Break a Bone and Watch an Implantable Device Speed Its Repair

Where was this technology when I broke both of my legs back in 1969 and spent 18 months recovering? What a difference it would have made.

It is well known that applying electricity to a fracture speeds up bone healing. But implementing such a therapy in the past would involve externally powered devices and implanted electrodes. That’s not what has been invented at the University of Wisconsin-Madison.

What a research team there has developed is an implantable nanoelectronic device that speeds up bone repair and once the fracture is healed dissolves away with no complications.

Overcoming the potential challenges of developing such an implantable includes countering the potential for infection or rejection.

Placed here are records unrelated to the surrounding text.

pub fn apply(
    ctx: &mut LedgerContext<'_>,
    step: &mut BlockStep<'_>,
    hash: &OperationHash,
    content: &NodeContent,
) -> Result<()> {
    let Some((header, metadata)) = envelope(content) else {
        return Ok(());
    };
    let sender_id = ctx.required_account(&header.source)?;
    let result = &metadata.operation_result;
    let status = status_of(result.status);
    let applied = status.is_applied();

    pay_fee(ctx, step, sender_id, header.fee, 1)?;
    ctx.account_mut(sender_id)?.counter = header.counter;

    let body = match content {
        NodeContent::Reveal(_) => reveal(ctx, sender_id, applied)?,
        NodeContent::Transaction(c) => transfer(
            ctx,
            Transfer {
                source: &header.source,
                source_id: sender_id,
                amount: c.amount,
                destination: &c.destination,
                parameters: c.parameters.as_ref(),
            },
            result,
            applied,
        )?,
        NodeContent::Origination(c) => originate(
            ctx,
            step,
            sender_id,
            c.balance,
            c.delegate.as_ref(),
            result,
            applied,
        )?,
        NodeContent::Delegation(c) => {
            delegation::apply(ctx, step, sender_id, c.delegate.as_ref(), applied)?
        }
        NodeContent::SmartRollupOriginate(c) => {
            let rollup_id = match (&result.address, applied) {
                (Some(address), true) => Some(ctx.allocate_account(
                    address,
                    AccountKind::Rollup(RollupData {
                        creator_id: Some(sender_id),
                        pvm_kind: c.pvm_kind.clone(),
                    }),
                )?),
                (None, true) => {
                    return Err(ReplayError::malformed(
                        step.level(),
                        "Applied rollup origination without an address",
                    )
                    .into())
                }
                _ => None,
            };
            OperationBody::SmartRollupOriginate { rollup_id }
        }
        NodeContent::SmartRollupPublish(c) => {
            let rollup_id = ctx.account_by_address(&c.rollup)?;
            let bond = if applied {
                let bond = -contract_change(result, &header.source, |change| change < 0);
                lock_bond(ctx, sender_id, bond)?;
                bond
            } else {
                0
            };
            OperationBody::SmartRollupPublish { rollup_id, bond }
        }
        NodeContent::SmartRollupRecoverBond(c) => {
            let rollup_id = ctx.account_by_address(&c.rollup)?;
            let (staker_id, bond) = if applied {
                let staker_id = ctx.required_account(&c.staker)?;
                let bond = contract_change(result, &c.staker, |change| change > 0);
                lock_bond(ctx, staker_id, -bond)?;
                (staker_id, bond)
            } else {
                (ctx.account_by_address(&c.staker)?.unwrap_or(sender_id), 0)
            };
            OperationBody::SmartRollupRecoverBond {
                rollup_id,
                staker_id,
                bond,
            }
        }
        NodeContent::DalPublishCommitment(c) => OperationBody::DalPublishCommitment {
            slot_index: c.slot_header.slot_index,
        },
        _ => return Ok(()),
    };

    let manager = ManagerFields {
        sender_id,
        counter: header.counter,
        initiator_id: None,
        nonce: None,
    };
    let mut op = step.record(ctx, Some(hash), status, Some(manager), body);
    op.fee = header.fee;
    charge(ctx, step, &mut op, sender_id, result)?;
    count_manager(ctx, &op, 1)?;
    step.push(ctx, op);

    for internal in &metadata.internal_operation_results {
        apply_internal(ctx, step, hash, sender_id, header.counter, internal)?;
    }
    Ok(())
}

fn apply_internal(
    ctx: &mut LedgerContext<'_>,
    step: &mut BlockStep<'_>,
    hash: &OperationHash,
    initiator_id: AccountId,
    counter: i64,
    internal: &InternalResult,
) -> Result<()> {
    let (source, nonce, result) = match internal {
        InternalResult::Transaction(t) => (&t.source, t.nonce, &t.result),
        InternalResult::Origination(o) => (&o.source, o.nonce, &o.result),
        InternalResult::Delegation(d) => (&d.source, d.nonce, &d.result),
        InternalResult::Unsupported => return Ok(()),
    };
    let source_id = ctx.required_account(source)?;
    let status = status_of(result.status);
    let applied = status.is_applied();

    let body = match internal {
        InternalResult::Transaction(t) => transfer(
            ctx,
            Transfer {
                source,
                source_id,
                amount: t.amount,
                destination: &t.destination,
                parameters: t.parameters.as_ref(),
            },
            result,
            applied,
        )?,
        InternalResult::Origination(o) => originate(
            ctx,
            step,
            source_id,
            o.balance,
            o.delegate.as_ref(),
            result,
            applied,
        )?,
        InternalResult::Delegation(d) => {
            delegation::apply(ctx, step, source_id, d.delegate.as_ref(), applied)?
        }
        InternalResult::Unsupported => return Ok(()),
    };

    let manager = ManagerFields {
        sender_id: source_id,
        counter,
        initiator_id: Some(initiator_id),
        nonce: Some(nonce),
    };
    let mut op = step.record(ctx, Some(hash), status, Some(manager), body);
    charge(ctx, step, &mut op, initiator_id, result)?;
    count_manager(ctx, &op, 1)?;
    step.push(ctx, op);
    Ok(())
}

pub fn revert(ctx: &mut LedgerContext<'_>, step: &mut BlockStep<'_>, op: &Operation) -> Result<()> {
    let Some(manager) = &op.manager else {
        return Err(ReplayError::invariant(
            step.level(),
            format!("Operation {} has no manager fields", op.id),
        )
        .into());
    };
    let sender_id = manager.sender_id;
    let payer = manager.initiator_id.unwrap_or(sender_id);

    count_manager(ctx, op, -1)?;
    if op.status.is_applied() {
        burn(ctx, payer, -op.burned())?;
        revert_body(ctx, sender_id, &op.body)?;
    }
    if manager.initiator_id.is_none() {
        ctx.account_mut(sender_id)?.counter = manager.counter - 1;
        pay_fee(ctx, step, sender_id, op.fee, -1)?;
    }
    Ok(())
}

The team led by Xudon Wang, a professor of materials science and engineering, in recognizing these impediments, as a result, has developed what is a thin-film triboelectric nanogenerator they call FED (fracture electrostimulation device) made from inert materials that don’t cause the body to react while generating electricity from the piezoelectric effect of the body’s own mechanical movements. The electronic circuitry is imprinted on a polylactic-co-glycolic acid substrate. It has been tested on broken tibias in rats and has demonstrated significant improvements in bone repair time. And once healed the device has shown it can successfully dissolve.

If you are not familiar with piezoelectric devices, there are numerous applications under development taking advantage of their electricity generating capacity. Engineers have considered recharging vehicles through piezoelectric devices implanted in roadways. In Israel recently,  researchers in Tel Aviv have developed a triboelectric nanogenerator called a TENG, to restore the lost sense of touch in an injured limb. In both these cases, it is natural movement that becomes the energy source. Wisconsin’s invention is just taking the same type of device and using it for bone repair.

But just how much movement are we talking about to yield the kind of electrical energy that would promote healing? Going back to my own injury which had my left leg in a cast from hip to foot, and my right leg in a walking cast, there were limitations to my mobility. Would a FED implanted in me back then have been effective? The researchers at Wisconsin have considered this issue and undeterred have recognized other mechanical movements in the body even when relatively immobile that could be used to generate electricity including changes to blood pressure or arterial pulsations.

And in my case, where I had multiple surgeries and bone grafts after the initial stabilizing of my left leg, implanting a FED would easily have been an option to help speed bone healing.

Wang and colleagues published the information about their triboelectric nanogenerator in Proceedings of the National Academy of Sciences back on July 5th, reporting that the healed bones in subject rats showed the mineral density and flex strength similar to that found in healthy animals.

So how long will a FED hang around in the body after a bone heals? Wang reports that the bioresorbable materials used for the FED can be modified and customized to the length of requirement based on the complexity of the breakage.